◆ **PROBLEM DESCRIPTION**:
Give the lines below again exactly, starting with the line that holds "return None;" and going on through the line that holds "if let Some(operator)".

◆ **DATA**:

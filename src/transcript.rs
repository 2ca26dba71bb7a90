//! Transcript of a single protocol exchange.
//!
//! The transport writes the four parts of an exchange (outgoing headers and
//! body, incoming headers and body) into a [`TrafficSink`]. [`Transcript`]
//! is the sink used by the call orchestrator: it keeps the raw bytes, parses
//! bodies lazily, and extracts headers, faults and diagnostics from them.

use crate::error::{Result, SoapError};
use crate::parser::{self, XmlElement};
use crate::value::Value;
use indexmap::IndexMap;
use once_cell::unsync::OnceCell;
use regex::Regex;

/// Receiver of raw protocol traffic.
pub trait TrafficSink {
    fn outgoing_headers(&mut self, headers: &str);
    fn outgoing_body(&mut self, body: &str);
    fn incoming_headers(&mut self, headers: &str);
    fn incoming_body(&mut self, body: &str);
}

/// Candidate tag paths for response header values, tried in order.
pub const RESPONSE_TIME_PATHS: &[&str] = &[
    "responseTime",
    "Header/ResponseHeader/responseTime",
    "ns2:responseTime",
];
pub const REQUEST_ID_PATHS: &[&str] = &[
    "requestId",
    "Header/ResponseHeader/requestId",
    "ns2:requestId",
];
pub const OPERATIONS_PATHS: &[&str] = &[
    "operations",
    "Header/ResponseHeader/operations",
    "ns2:operations",
];
pub const UNITS_PATHS: &[&str] = &["units", "Header/ResponseHeader/units", "ns2:units"];

/// Mask written in place of sensitive values.
pub const MASK: &str = "xxxxxx";

const BANNER_WIDTH: usize = 72;
const HEADERS_OUT: &str = "Outgoing HTTP headers";
const BODY_OUT: &str = "Outgoing SOAP";
const HEADERS_IN: &str = "Incoming HTTP headers";
const BODY_IN: &str = "Incoming SOAP";

/// Progress of the exchange.
#[derive(Debug, Clone, Copy, PartialEq, Eq)]
pub enum TranscriptState {
    Empty,
    HeadersSent,
    BodySent,
    HeadersReceived,
    Complete,
}

/// Captured traffic of one call.
#[derive(Debug, Default)]
pub struct Transcript {
    headers_out: Option<String>,
    body_out: Option<String>,
    headers_in: Option<String>,
    body_in: Option<String>,
    masked_fields: Vec<String>,
    pretty: bool,
    parsed_out: OnceCell<Option<XmlElement>>,
    parsed_in: OnceCell<Option<XmlElement>>,
}

impl TrafficSink for Transcript {
    fn outgoing_headers(&mut self, headers: &str) {
        self.headers_out = Some(headers.to_string());
    }

    fn outgoing_body(&mut self, body: &str) {
        self.body_out = Some(body.to_string());
        self.parsed_out = OnceCell::new();
    }

    fn incoming_headers(&mut self, headers: &str) {
        self.headers_in = Some(headers.to_string());
    }

    fn incoming_body(&mut self, body: &str) {
        self.body_in = Some(body.to_string());
        self.parsed_in = OnceCell::new();
    }
}

impl Transcript {
    pub fn new() -> Self {
        Self::default()
    }

    /// Field names whose values are masked in [`Transcript::masked_body_out`].
    pub fn with_masked_fields<I, S>(mut self, fields: I) -> Self
    where
        I: IntoIterator<Item = S>,
        S: Into<String>,
    {
        self.masked_fields = fields.into_iter().map(Into::into).collect();
        self
    }

    /// Re-indent XML bodies when they are surfaced for diagnostics.
    pub fn with_pretty_xml(mut self, pretty: bool) -> Self {
        self.pretty = pretty;
        self
    }

    pub fn state(&self) -> TranscriptState {
        match (
            &self.headers_out,
            &self.body_out,
            &self.headers_in,
            &self.body_in,
        ) {
            (Some(_), Some(_), Some(_), Some(_)) => TranscriptState::Complete,
            (Some(_), Some(_), Some(_), None) => TranscriptState::HeadersReceived,
            (Some(_), Some(_), None, _) => TranscriptState::BodySent,
            (Some(_), None, _, _) => TranscriptState::HeadersSent,
            _ => TranscriptState::Empty,
        }
    }

    /// True when all four parts were captured and the response is not an
    /// HTML error page.
    pub fn is_handshake_complete(&self) -> bool {
        self.state() == TranscriptState::Complete
            && !self.body_in.as_deref().map(parser::is_html).unwrap_or(false)
    }

    /// Whether the response is a well-formed SOAP envelope with a body.
    pub fn is_soap(&self) -> bool {
        self.incoming_document()
            .filter(|root| parser::envelope_version(root).is_some())
            .and_then(|root| root.child("Body"))
            .is_some()
    }

    pub fn headers_out(&self) -> Option<&str> {
        self.headers_out.as_deref()
    }

    pub fn headers_in(&self) -> Option<&str> {
        self.headers_in.as_deref()
    }

    /// Incoming body exactly as received.
    pub fn raw_body_in(&self) -> Option<&str> {
        self.body_in.as_deref()
    }

    /// Incoming body for display.
    pub fn body_in(&self) -> Option<String> {
        self.body_in.as_deref().map(|body| self.present(body))
    }

    /// Outgoing body for display, with sensitive values masked. The
    /// transmitted bytes are not affected.
    pub fn masked_body_out(&self) -> Option<String> {
        let body = self.body_out.as_deref()?;
        let mut masked = body.to_string();
        for field in &self.masked_fields {
            let pattern = format!(r">[^<]*</((?:[\w.-]+:)?{})>", regex::escape(field));
            if let Ok(re) = Regex::new(&pattern) {
                masked = re
                    .replace_all(&masked, format!(">{}</$1>", MASK).as_str())
                    .into_owned();
            }
        }
        Some(self.present(&masked))
    }

    fn present(&self, body: &str) -> String {
        if self.pretty {
            parser::pretty_print(body)
        } else {
            body.to_string()
        }
    }

    fn outgoing_document(&self) -> Option<&XmlElement> {
        self.parsed_out
            .get_or_init(|| {
                self.body_out
                    .as_deref()
                    .and_then(|body| parser::parse_document(body).ok())
            })
            .as_ref()
    }

    fn incoming_document(&self) -> Option<&XmlElement> {
        self.parsed_in
            .get_or_init(|| {
                self.body_in
                    .as_deref()
                    .and_then(|body| parser::parse_document(body).ok())
            })
            .as_ref()
    }

    fn require_incoming(&self) -> Result<&XmlElement> {
        if self.body_in.is_none() {
            return Err(SoapError::MalformedTranscript(
                "No incoming message was captured".to_string(),
            ));
        }
        self.incoming_document().ok_or_else(|| {
            SoapError::MalformedTranscript(
                "Unable to parse incoming message".to_string(),
            )
        })
    }

    /// First non-empty response header value among the candidate paths.
    pub fn header_value(&self, paths: &[&str]) -> Option<String> {
        let header = self.incoming_document()?.child("Header")?;
        paths
            .iter()
            .filter_map(|path| header.find_path(path))
            .map(|element| element.text())
            .find(|text| !text.is_empty())
            .map(String::from)
    }

    pub fn response_time(&self) -> Option<String> {
        self.header_value(RESPONSE_TIME_PATHS)
    }

    pub fn request_id(&self) -> Option<String> {
        self.header_value(REQUEST_ID_PATHS)
    }

    pub fn operations(&self) -> Option<String> {
        self.header_value(OPERATIONS_PATHS)
    }

    pub fn units(&self) -> Option<String> {
        self.header_value(UNITS_PATHS)
    }

    /// First element inside the incoming Body: the operation response or
    /// the fault.
    pub fn response_element(&self) -> Option<&XmlElement> {
        self.incoming_document()?.child("Body")?.children.first()
    }

    fn outgoing_call(&self) -> Option<&XmlElement> {
        self.outgoing_document()?.child("Body")?.children.first()
    }

    /// Name of the operation element in the outgoing body.
    pub fn call_name(&self) -> Option<String> {
        self.outgoing_call().map(|call| call.local_name().to_string())
    }

    /// Operators used in a mutate request and how often each appears, e.g.
    /// `{"ADD": 2, "SET": 1}`. `None` for requests without operators and for
    /// `get` calls.
    pub fn operator_counts(&self) -> Option<IndexMap<String, usize>> {
        let call = self.outgoing_call()?;
        if call.local_name() == "get" {
            return None;
        }
        let mut counts: IndexMap<String, usize> = IndexMap::new();
        for operation in call.children_named("operations") {
            if let Some(operator) = operation.child("operator") {
                *counts.entry(operator.text().to_string()).or_default() += 1;
            }
        }
        if counts.is_empty() {
            None
        } else {
            Some(counts)
        }
    }

    /// The response's `Fault` element, if the body holds one.
    fn fault_element(&self) -> Result<Option<&XmlElement>> {
        let root = self.require_incoming()?;
        let body = root.child("Body").ok_or_else(|| {
            SoapError::MalformedTranscript("Incoming message has no Body".to_string())
        })?;
        Ok(body.children.first().filter(|first| first.local_name() == "Fault"))
    }

    /// Normalized fault record, or `None` when the response is not a fault.
    ///
    /// Repeated siblings become a list, `Foo.Type` elements become `type`,
    /// `ApiExceptionFault`/`fault` wrappers are unwrapped and `errors` is
    /// always a list.
    pub fn fault(&self) -> Result<Option<Value>> {
        Ok(self.fault_element()?.map(walk_fault))
    }

    /// Fault reader for the common `ApiExceptionFault` shape, used when the
    /// generic walk produces a fault without detail.
    pub fn fault_fallback(&self) -> Result<Option<Value>> {
        let Some(fault) = self.fault_element()? else {
            return Ok(None);
        };

        let text = |name: &str| {
            fault
                .child(name)
                .map(|e| Value::from(e.text()))
                .unwrap_or_else(|| Value::from(""))
        };
        let mut detail: IndexMap<String, Value> = IndexMap::new();
        let mut errors = Vec::new();
        if let Some(wrapper) = fault.child("detail").and_then(|d| d.children.first()) {
            for child in &wrapper.children {
                match child.local_name() {
                    "message" => {
                        detail.insert("message".to_string(), Value::from(child.text()));
                    }
                    "errors" => errors.push(flat_error(child)),
                    _ => {}
                }
            }
        }
        detail.insert("errors".to_string(), Value::List(errors));

        Ok(Some(Value::record([
            ("faultcode", text("faultcode")),
            ("faultstring", text("faultstring")),
            ("detail", Value::Record(detail)),
        ])))
    }

    /// Human readable rendering of the normalized fault. Empty when there is
    /// no fault or the response cannot be parsed.
    pub fn fault_as_string(&self) -> String {
        match self.fault() {
            Ok(Some(fault)) => format_fault(&fault),
            _ => String::new(),
        }
    }

    /// Banner-delimited dump of the exchange.
    pub fn render(&self) -> String {
        let masked = self.masked_body_out();
        let body_in = self.body_in();
        let parts = [
            (HEADERS_OUT, self.headers_out.as_deref()),
            (BODY_OUT, masked.as_deref()),
            (HEADERS_IN, self.headers_in.as_deref()),
            (BODY_IN, body_in.as_deref()),
        ];
        let separator = "*".repeat(BANNER_WIDTH);
        parts
            .iter()
            .filter_map(|(title, content)| {
                content.map(|c| format!("{}\n{}\n{}", banner(title), c.trim_end(), separator))
            })
            .collect::<Vec<_>>()
            .join("\n")
    }

    /// Rebuild a transcript from a dump produced by [`Transcript::render`].
    pub fn from_dump(dump: &str) -> Result<Self> {
        let separator = "*".repeat(BANNER_WIDTH);
        let mut transcript = Transcript::new();
        let mut found = false;

        for part in dump.split(separator.as_str()) {
            let part = part.trim_matches('\n');
            let Some((first_line, rest)) = part.split_once('\n') else {
                continue;
            };
            let content = rest.trim_matches('\n');
            let title = first_line
                .trim_start_matches('*')
                .trim_end_matches('*')
                .trim();
            match title {
                HEADERS_OUT => transcript.outgoing_headers(content),
                BODY_OUT => transcript.outgoing_body(content),
                HEADERS_IN => transcript.incoming_headers(content),
                BODY_IN => transcript.incoming_body(content),
                _ => continue,
            }
            found = true;
        }

        if !found {
            return Err(SoapError::MalformedTranscript(
                "Expecting a SOAP request, response, or both".to_string(),
            ));
        }
        Ok(transcript)
    }
}

fn banner(title: &str) -> String {
    let head = format!("*** {} ", title);
    let pad = BANNER_WIDTH.saturating_sub(head.len());
    format!("{}{}", head, "*".repeat(pad))
}

/// Normalized key for a fault element: `ApiError.Type` becomes `type`.
fn fault_key(element: &XmlElement) -> String {
    let name = element.local_name();
    match name.split_once('.') {
        Some((_, suffix)) => suffix.to_lowercase(),
        None => name.to_string(),
    }
}

fn walk_fault(element: &XmlElement) -> Value {
    let mut record: IndexMap<String, Value> = IndexMap::new();
    for child in &element.children {
        let key = fault_key(child);
        let value = if child.is_leaf() {
            Value::from(child.text())
        } else {
            let nested = walk_fault(child);
            if key == "ApiExceptionFault" || key == "fault" {
                return nested;
            }
            nested
        };

        match record.get_mut(&key) {
            Some(Value::List(items)) => items.push(value),
            Some(existing) => {
                let first = std::mem::take(existing);
                *existing = Value::List(vec![first, value]);
            }
            None if key == "errors" && !child.is_leaf() => {
                record.insert(key, Value::List(vec![value]));
            }
            None => {
                record.insert(key, value);
            }
        }
    }
    Value::Record(record)
}

fn flat_error(element: &XmlElement) -> Value {
    let mut record: IndexMap<String, Value> = IndexMap::new();
    for child in &element.children {
        let value = if child.is_leaf() {
            Value::from(child.text())
        } else {
            flat_error(child)
        };
        record.insert(fault_key(child), value);
    }
    Value::Record(record)
}

fn format_fault(value: &Value) -> String {
    let mut out = String::new();
    if let Some(record) = value.as_record() {
        for (key, item) in record {
            match item {
                Value::List(items) => {
                    for entry in items {
                        out.push_str(&format!("\n\n{}\n", key));
                        out.push_str(&format_fault(entry));
                    }
                }
                Value::Record(_) => {
                    out.push_str(&format!("\n{}: {{\n{}\n}}", key, format_fault(item)));
                }
                Value::Text(text) => out.push_str(&format!("\n{}: {}", key, text)),
                other => out.push_str(&format!("\n{}: {}", key, other.kind())),
            }
        }
    } else if let Some(text) = value.as_str() {
        out.push_str(text);
    }
    out.trim().to_string()
}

◆ **RESULT OF THIS TASK**:
            return None;
        }
        let mut counts: IndexMap<String, usize> = IndexMap::new();
        for operation in call.children_named("operations") {
            if let Some(operator) = operation.child("operator") {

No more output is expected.